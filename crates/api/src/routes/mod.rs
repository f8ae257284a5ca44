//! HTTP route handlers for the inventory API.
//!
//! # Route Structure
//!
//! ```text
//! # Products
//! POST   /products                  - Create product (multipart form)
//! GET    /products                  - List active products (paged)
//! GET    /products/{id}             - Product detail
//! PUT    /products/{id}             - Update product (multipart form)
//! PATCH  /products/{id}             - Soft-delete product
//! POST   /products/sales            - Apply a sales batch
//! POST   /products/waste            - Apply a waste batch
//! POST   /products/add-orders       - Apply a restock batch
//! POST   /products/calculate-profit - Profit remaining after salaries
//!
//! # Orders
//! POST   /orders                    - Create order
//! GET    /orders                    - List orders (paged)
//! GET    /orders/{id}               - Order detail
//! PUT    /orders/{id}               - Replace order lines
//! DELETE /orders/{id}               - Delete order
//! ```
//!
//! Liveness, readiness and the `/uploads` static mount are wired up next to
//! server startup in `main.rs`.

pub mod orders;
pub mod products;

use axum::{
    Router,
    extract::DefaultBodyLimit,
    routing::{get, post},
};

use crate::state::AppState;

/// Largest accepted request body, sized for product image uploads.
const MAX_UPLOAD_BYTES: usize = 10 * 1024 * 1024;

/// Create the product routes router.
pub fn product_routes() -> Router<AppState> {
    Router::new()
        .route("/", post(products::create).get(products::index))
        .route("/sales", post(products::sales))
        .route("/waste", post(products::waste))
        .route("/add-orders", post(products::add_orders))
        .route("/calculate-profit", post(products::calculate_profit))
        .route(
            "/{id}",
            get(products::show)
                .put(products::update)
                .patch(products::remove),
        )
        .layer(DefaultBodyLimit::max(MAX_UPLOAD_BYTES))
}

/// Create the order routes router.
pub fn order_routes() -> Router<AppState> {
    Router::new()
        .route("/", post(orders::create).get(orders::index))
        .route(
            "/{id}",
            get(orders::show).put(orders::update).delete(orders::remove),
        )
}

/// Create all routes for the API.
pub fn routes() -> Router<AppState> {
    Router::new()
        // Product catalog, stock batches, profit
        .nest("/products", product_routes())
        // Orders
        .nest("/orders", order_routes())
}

::::

*What to work on:*
Among the lines above, which contain the word "multipart"? Copy every one.

*Answer for this exercise:*
//! POST   /products                  - Create product (multipart form)
//! PUT    /products/{id}             - Update product (multipart form)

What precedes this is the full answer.